Many disorderly conduct charges occur when people are intoxicated and acting boisterous and unruly often at concerts, sporting events or other public gatherings.

In order to convict a person accused of disorderly conduct, the prosecution must prove beyond a reasonable doubt three things. (1) That the person is engaged in violent or offensive or boisterous behavior or behavior that creates a threat to public safety or the public sense of well-being that serves no legitimate purpose. (2) That the behavior takes places somewhere that the public can see it. (3) That the accused person either committed this behavior intentionally or recklessly resulting in the distress, aggravation, offense to or disruption of the public.

The charge of disorderly conduct is, in fact, a misdemeanor and is, comparatively speaking, a minor crime. A first offense conviction for disorderly conduct carries with it a maximum fine of $150, but there is no chance of jail time. However, if one is arrested a second time, they could face a potential jail sentence of up to 6 months or a $200 fine or both.

While it may not be considered the most serious of crimes and it does not carry the possibility of incarceration for a first offense, it is nevertheless a criminal offense that can result in a conviction and criminal record.

But that may not be the worst of it. It shouldn’t be taken too lightly because any criminal record may have serious consequences. It could hamper someone when they apply for college as the college may become aware of it and question the applicant about it. Then, even though it is a relatively low level of crime, it might be the thing that causes the school to reject the applicant with a criminal record in favor of someone without any criminal record. Or causes a school to deny the granting of college scholarship money.  It could also hurt someone when they apply for a job or a professional license or even to do volunteer work.

The police do have an option on how to go about charging you. They could arrest you on the spot.  Or you can be summoned into court by way of a letter.

Once charged, if handled correctly, there is plenty of hope here in resolving this matter so that it does not affect the future of the offender. The goal of the attorney would be to try to get you out of this without a criminal record. There are a variety of ways this can be done.  

You could enter a diversion program where, instead of being prosecuted to the full extent, you can do community service or take a course. Upon the successful completion, the charge can be dropped.

Or your attorney can just negotiate an agreement where the case can be immediately dismissed.

Or through either pretrial probation or a continuance without a finding, the case can be dismissed after a period of time goes by as long as there are no new criminal charges that come up during that period.

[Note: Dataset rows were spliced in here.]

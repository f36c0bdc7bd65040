use std::future::Future;

use crate::{
    disposition::Disposition,
    outcome::{invalid_state, ApiOutcome, Outcome},
};

/// An outcome whose success carries no payload.
///
/// Unlike `Outcome<(), E>` there is nothing to read out of a success, so
/// success functions of the combinators take no argument.
///
/// [`UnitOutcome::bind`] differs from [`Outcome::bind`]: the chained step is
/// treated as a continuation of the same operation, and its result is
/// retagged with the original disposition.
///
/// ```rust
/// use routcome::{Disposition, UnitOutcome};
///
/// let outcome: UnitOutcome<String> = UnitOutcome::success()
///     .bind(|| UnitOutcome::success_with(Disposition::Created));
///
/// assert_eq!(outcome.disposition(), Disposition::Ok);
/// ```
#[derive(Debug, Clone, PartialEq, Eq, Hash)]
pub struct UnitOutcome<E> {
    branch: Result<(), E>,
    disposition: Disposition,
}

impl<E> UnitOutcome<E> {
    /// Success tagged [`Disposition::Ok`].
    pub fn success() -> Self {
        Self::success_with(Disposition::Ok)
    }

    pub fn success_with(disposition: Disposition) -> Self {
        Self {
            branch: Ok(()),
            disposition,
        }
    }

    /// Failure tagged [`Disposition::Error`].
    pub fn failure(error: E) -> Self {
        Self::failure_with(error, Disposition::Error)
    }

    pub fn failure_with(error: E, disposition: Disposition) -> Self {
        Self {
            branch: Err(error),
            disposition,
        }
    }

    pub fn is_success(&self) -> bool {
        self.branch.is_ok()
    }

    pub fn is_failure(&self) -> bool {
        self.branch.is_err()
    }

    pub fn disposition(&self) -> Disposition {
        self.disposition
    }

    /// Asserts the success branch. There is no payload to return.
    ///
    /// # Panics
    ///
    /// Panics with `InvalidState` on a failure branch.
    #[track_caller]
    pub fn value(&self) {
        if self.branch.is_err() {
            invalid_state("value", "failure")
        }
    }

    /// Error of the failure branch.
    ///
    /// # Panics
    ///
    /// Panics with `InvalidState` on a success branch.
    #[track_caller]
    pub fn error(&self) -> &E {
        match &self.branch {
            Ok(()) => invalid_state("error", "success"),
            Err(error) => error,
        }
    }

    #[track_caller]
    pub fn into_error(self) -> E {
        match self.branch {
            Ok(()) => invalid_state("error", "success"),
            Err(error) => error,
        }
    }

    pub fn into_result(self) -> Result<(), E> {
        self.branch
    }

    /// Same branch and error, different tag.
    pub fn with_disposition(self, disposition: Disposition) -> Self {
        Self {
            branch: self.branch,
            disposition,
        }
    }

    /// Produces a payload on success. The disposition is kept.
    pub fn map<U, F>(self, f: F) -> Outcome<U, E>
    where
        F: FnOnce() -> U,
    {
        match self.branch {
            Ok(()) => Outcome::success_with(f(), self.disposition),
            Err(error) => Outcome::failure_with(error, self.disposition),
        }
    }

    /// Continues the same operation with another step. The step's branch is
    /// taken, but the disposition stays the one of `self`.
    pub fn bind<F>(self, f: F) -> UnitOutcome<E>
    where
        F: FnOnce() -> UnitOutcome<E>,
    {
        match self.branch {
            Ok(()) => f().with_disposition(self.disposition),
            Err(error) => UnitOutcome::failure_with(error, self.disposition),
        }
    }

    pub fn map_error<E2, F>(self, f: F) -> UnitOutcome<E2>
    where
        F: FnOnce(E) -> E2,
    {
        UnitOutcome {
            branch: self.branch.map_err(f),
            disposition: self.disposition,
        }
    }

    #[doc(alias = "match")]
    pub fn fold<R, S, F>(self, on_success: S, on_failure: F) -> R
    where
        S: FnOnce() -> R,
        F: FnOnce(E) -> R,
    {
        match self.branch {
            Ok(()) => on_success(),
            Err(error) => on_failure(error),
        }
    }

    pub async fn map_async<U, F, Fut>(self, f: F) -> Outcome<U, E>
    where
        F: FnOnce() -> Fut,
        Fut: Future<Output = U>,
    {
        match self.branch {
            Ok(()) => Outcome::success_with(f().await, self.disposition),
            Err(error) => Outcome::failure_with(error, self.disposition),
        }
    }

    /// [`UnitOutcome::bind`] with an async step, retagging the same way.
    pub async fn bind_async<F, Fut>(self, f: F) -> UnitOutcome<E>
    where
        F: FnOnce() -> Fut,
        Fut: Future<Output = UnitOutcome<E>>,
    {
        match self.branch {
            Ok(()) => f().await.with_disposition(self.disposition),
            Err(error) => UnitOutcome::failure_with(error, self.disposition),
        }
    }

    pub async fn map_error_async<E2, F, Fut>(self, f: F) -> UnitOutcome<E2>
    where
        F: FnOnce(E) -> Fut,
        Fut: Future<Output = E2>,
    {
        match self.branch {
            Ok(()) => UnitOutcome::success_with(self.disposition),
            Err(error) => UnitOutcome::failure_with(f(error).await, self.disposition),
        }
    }

    #[doc(alias = "match_async")]
    pub async fn fold_async<R, S, SFut, F, FFut>(self, on_success: S, on_failure: F) -> R
    where
        S: FnOnce() -> SFut,
        SFut: Future<Output = R>,
        F: FnOnce(E) -> FFut,
        FFut: Future<Output = R>,
    {
        match self.branch {
            Ok(()) => on_success().await,
            Err(error) => on_failure(error).await,
        }
    }
}

impl<E> ApiOutcome for UnitOutcome<E> {
    fn disposition(&self) -> Disposition {
        self.disposition
    }

    fn is_success(&self) -> bool {
        self.branch.is_ok()
    }
}

impl<E> From<UnitOutcome<E>> for Outcome<(), E> {
    fn from(outcome: UnitOutcome<E>) -> Self {
        let disposition = outcome.disposition;
        match outcome.branch {
            Ok(()) => Outcome::success_with((), disposition),
            Err(error) => Outcome::failure_with(error, disposition),
        }
    }
}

Another effective method may be to request what is known as a clerk’s hearing. One way to request a clerk’s hearing, also known as a show cause hearing, is if you are handed or mailed a citation.  Consult an attorney right away. The citation might notify you in very fine print that you have just four days to file a request for a clerk’s hearing at the local courthouse. At that relatively informal hearing a decision can be made whether to charge you at all. If you can nip it in the bud at the clerk’s hearing by getting a ruling that a complaint will not issue, then there will be no record in existence that you were ever even charged.

Getting out of this without a criminal record is not at all unrealistic if the accused has no prior criminal record and is leading an otherwise good life. They may be given the benefit of the doubt and given a break on this – their very first encounter with the criminal justice system.